Task objective » The whole of the data is to be returned without a single change.

**** Record excerpts

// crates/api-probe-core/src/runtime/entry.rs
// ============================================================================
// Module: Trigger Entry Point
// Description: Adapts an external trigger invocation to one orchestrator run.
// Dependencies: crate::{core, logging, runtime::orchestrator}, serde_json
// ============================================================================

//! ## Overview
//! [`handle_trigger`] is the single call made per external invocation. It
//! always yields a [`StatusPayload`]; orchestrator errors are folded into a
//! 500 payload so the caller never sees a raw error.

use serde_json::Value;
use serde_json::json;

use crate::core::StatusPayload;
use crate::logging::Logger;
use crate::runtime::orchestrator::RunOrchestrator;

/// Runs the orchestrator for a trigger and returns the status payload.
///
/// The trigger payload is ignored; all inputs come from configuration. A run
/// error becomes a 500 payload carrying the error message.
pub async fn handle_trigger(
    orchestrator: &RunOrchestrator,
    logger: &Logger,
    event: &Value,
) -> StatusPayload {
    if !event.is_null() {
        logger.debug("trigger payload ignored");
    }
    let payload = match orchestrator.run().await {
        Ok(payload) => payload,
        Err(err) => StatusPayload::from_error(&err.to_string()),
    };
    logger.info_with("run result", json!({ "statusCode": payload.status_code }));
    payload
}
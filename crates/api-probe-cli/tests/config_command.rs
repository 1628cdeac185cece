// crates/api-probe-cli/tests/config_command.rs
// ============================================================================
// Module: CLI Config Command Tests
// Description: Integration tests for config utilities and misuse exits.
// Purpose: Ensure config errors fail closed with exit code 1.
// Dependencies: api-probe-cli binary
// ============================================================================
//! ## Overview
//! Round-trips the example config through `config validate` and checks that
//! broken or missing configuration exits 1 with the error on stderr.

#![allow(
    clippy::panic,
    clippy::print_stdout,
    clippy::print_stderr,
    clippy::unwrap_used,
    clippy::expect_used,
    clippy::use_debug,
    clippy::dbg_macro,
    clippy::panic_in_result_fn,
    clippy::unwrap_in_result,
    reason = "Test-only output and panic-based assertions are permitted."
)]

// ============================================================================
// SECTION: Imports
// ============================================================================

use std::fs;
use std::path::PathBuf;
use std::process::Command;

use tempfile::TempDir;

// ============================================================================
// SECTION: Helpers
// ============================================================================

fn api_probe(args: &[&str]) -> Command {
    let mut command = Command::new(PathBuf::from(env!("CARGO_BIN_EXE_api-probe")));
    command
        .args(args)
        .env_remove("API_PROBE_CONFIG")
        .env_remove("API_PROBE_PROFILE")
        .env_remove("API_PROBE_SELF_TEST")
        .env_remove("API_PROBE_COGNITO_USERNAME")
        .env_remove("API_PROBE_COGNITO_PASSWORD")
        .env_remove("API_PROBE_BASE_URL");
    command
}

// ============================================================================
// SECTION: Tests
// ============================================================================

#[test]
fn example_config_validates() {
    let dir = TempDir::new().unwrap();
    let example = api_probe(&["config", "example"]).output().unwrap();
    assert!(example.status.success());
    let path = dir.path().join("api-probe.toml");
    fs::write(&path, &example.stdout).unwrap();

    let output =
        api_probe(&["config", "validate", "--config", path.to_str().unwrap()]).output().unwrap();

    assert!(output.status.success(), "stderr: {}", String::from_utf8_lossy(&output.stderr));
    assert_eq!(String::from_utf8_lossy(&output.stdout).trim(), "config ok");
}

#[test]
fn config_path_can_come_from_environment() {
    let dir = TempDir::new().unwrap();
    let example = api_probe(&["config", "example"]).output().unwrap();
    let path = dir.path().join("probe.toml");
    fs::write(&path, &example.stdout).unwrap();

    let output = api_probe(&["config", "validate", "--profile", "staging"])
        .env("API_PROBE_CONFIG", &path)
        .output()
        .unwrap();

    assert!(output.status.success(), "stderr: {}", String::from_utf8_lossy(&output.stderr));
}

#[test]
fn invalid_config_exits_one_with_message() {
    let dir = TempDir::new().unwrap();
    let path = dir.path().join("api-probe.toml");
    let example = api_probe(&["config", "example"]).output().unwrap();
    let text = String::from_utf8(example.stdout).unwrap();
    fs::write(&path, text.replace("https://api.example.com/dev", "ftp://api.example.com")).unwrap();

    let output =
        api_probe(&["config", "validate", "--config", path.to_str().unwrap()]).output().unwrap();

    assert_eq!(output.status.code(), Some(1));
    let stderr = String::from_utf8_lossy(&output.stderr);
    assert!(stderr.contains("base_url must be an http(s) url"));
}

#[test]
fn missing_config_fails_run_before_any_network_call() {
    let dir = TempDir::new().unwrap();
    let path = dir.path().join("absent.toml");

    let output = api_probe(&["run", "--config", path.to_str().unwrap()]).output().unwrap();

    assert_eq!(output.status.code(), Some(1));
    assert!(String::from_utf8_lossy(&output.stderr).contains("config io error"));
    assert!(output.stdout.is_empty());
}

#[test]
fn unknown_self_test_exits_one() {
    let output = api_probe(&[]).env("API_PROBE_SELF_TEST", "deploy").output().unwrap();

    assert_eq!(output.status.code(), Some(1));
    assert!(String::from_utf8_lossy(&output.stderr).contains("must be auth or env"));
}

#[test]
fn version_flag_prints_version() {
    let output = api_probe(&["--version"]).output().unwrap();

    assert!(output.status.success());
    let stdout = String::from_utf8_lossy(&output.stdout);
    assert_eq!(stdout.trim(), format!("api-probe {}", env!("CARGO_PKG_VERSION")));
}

********

Answer to the exercise »
// crates/api-probe-core/src/runtime/entry.rs
// ============================================================================
// Module: Trigger Entry Point
// Description: Adapts an external trigger invocation to one orchestrator run.
// Dependencies: crate::{core, logging, runtime::orchestrator}, serde_json
// ============================================================================

//! ## Overview
//! [`handle_trigger`] is the single call made per external invocation. It
//! always yields a [`StatusPayload`]; orchestrator errors are folded into a
//! 500 payload so the caller never sees a raw error.

use serde_json::Value;
use serde_json::json;

use crate::core::StatusPayload;
use crate::logging::Logger;
use crate::runtime::orchestrator::RunOrchestrator;

/// Runs the orchestrator for a trigger and returns the status payload.
///
/// The trigger payload is ignored; all inputs come from configuration. A run
/// error becomes a 500 payload carrying the error message.
pub async fn handle_trigger(
    orchestrator: &RunOrchestrator,
    logger: &Logger,
    event: &Value,
) -> StatusPayload {
    if !event.is_null() {
        logger.debug("trigger payload ignored");
    }
    let payload = match orchestrator.run().await {
        Ok(payload) => payload,
        Err(err) => StatusPayload::from_error(&err.to_string()),
    };
    logger.info_with("run result", json!({ "statusCode": payload.status_code }));
    payload
}
filename crates/api-probe-cli/tests/config_command.rs
repository 1628cdeac185cece
// crates/api-probe-cli/tests/config_command.rs
// ============================================================================
// Module: CLI Config Command Tests
// Description: Integration tests for config utilities and misuse exits.
// Purpose: Ensure config errors fail closed with exit code 1.
// Dependencies: api-probe-cli binary
// ============================================================================
//! ## Overview
//! Round-trips the example config through `config validate` and checks that
//! broken or missing configuration exits 1 with the error on stderr.

#![allow(
    clippy::panic,
    clippy::print_stdout,
    clippy::print_stderr,
    clippy::unwrap_used,
    clippy::expect_used,
    clippy::use_debug,
    clippy::dbg_macro,
    clippy::panic_in_result_fn,
    clippy::unwrap_in_result,
    reason = "Test-only output and panic-based assertions are permitted."
)]

// ============================================================================
// SECTION: Imports
// ============================================================================

use std::fs;
use std::path::PathBuf;
use std::process::Command;

use tempfile::TempDir;

// ============================================================================
// SECTION: Helpers
// ============================================================================

fn api_probe(args: &[&str]) -> Command {
    let mut command = Command::new(PathBuf::from(env!("CARGO_BIN_EXE_api-probe")));
    command
        .args(args)
        .env_remove("API_PROBE_CONFIG")
        .env_remove("API_PROBE_PROFILE")
        .env_remove("API_PROBE_SELF_TEST")
        .env_remove("API_PROBE_COGNITO_USERNAME")
        .env_remove("API_PROBE_COGNITO_PASSWORD")
        .env_remove("API_PROBE_BASE_URL");
    command
}

// ============================================================================
// SECTION: Tests
// ============================================================================

#[test]
fn example_config_validates() {
    let dir = TempDir::new().unwrap();
    let example = api_probe(&["config", "example"]).output().unwrap();
    assert!(example.status.success());
    let path = dir.path().join("api-probe.toml");
    fs::write(&path, &example.stdout).unwrap();

    let output =
        api_probe(&["config", "validate", "--config", path.to_str().unwrap()]).output().unwrap();

    assert!(output.status.success(), "stderr: {}", String::from_utf8_lossy(&output.stderr));
    assert_eq!(String::from_utf8_lossy(&output.stdout).trim(), "config ok");
}

#[test]
fn config_path_can_come_from_environment() {
    let dir = TempDir::new().unwrap();
    let example = api_probe(&["config", "example"]).output().unwrap();
    let path = dir.path().join("probe.toml");
    fs::write(&path, &example.stdout).unwrap();

    let output = api_probe(&["config", "validate", "--profile", "staging"])
        .env("API_PROBE_CONFIG", &path)
        .output()
        .unwrap();

    assert!(output.status.success(), "stderr: {}", String::from_utf8_lossy(&output.stderr));
}

#[test]
fn invalid_config_exits_one_with_message() {
    let dir = TempDir::new().unwrap();
    let path = dir.path().join("api-probe.toml");
    let example = api_probe(&["config", "example"]).output().unwrap();
    let text = String::from_utf8(example.stdout).unwrap();
    fs::write(&path, text.replace("https://api.example.com/dev", "ftp://api.example.com")).unwrap();

    let output =
        api_probe(&["config", "validate", "--config", path.to_str().unwrap()]).output().unwrap();

    assert_eq!(output.status.code(), Some(1));
    let stderr = String::from_utf8_lossy(&output.stderr);
    assert!(stderr.contains("base_url must be an http(s) url"));
}

#[test]
fn missing_config_fails_run_before_any_network_call() {
    let dir = TempDir::new().unwrap();
    let path = dir.path().join("absent.toml");

    let output = api_probe(&["run", "--config", path.to_str().unwrap()]).output().unwrap();

    assert_eq!(output.status.code(), Some(1));
    assert!(String::from_utf8_lossy(&output.stderr).contains("config io error"));
    assert!(output.stdout.is_empty());
}

#[test]
fn unknown_self_test_exits_one() {
    let output = api_probe(&[]).env("API_PROBE_SELF_TEST", "deploy").output().unwrap();

    assert_eq!(output.status.code(), Some(1));
    assert!(String::from_utf8_lossy(&output.stderr).contains("must be auth or env"));
}

#[test]
fn version_flag_prints_version() {
    let output = api_probe(&["--version"]).output().unwrap();

    assert!(output.status.success());
    let stdout = String::from_utf8_lossy(&output.stdout);
    assert_eq!(stdout.trim(), format!("api-probe {}", env!("CARGO_PKG_VERSION")));
}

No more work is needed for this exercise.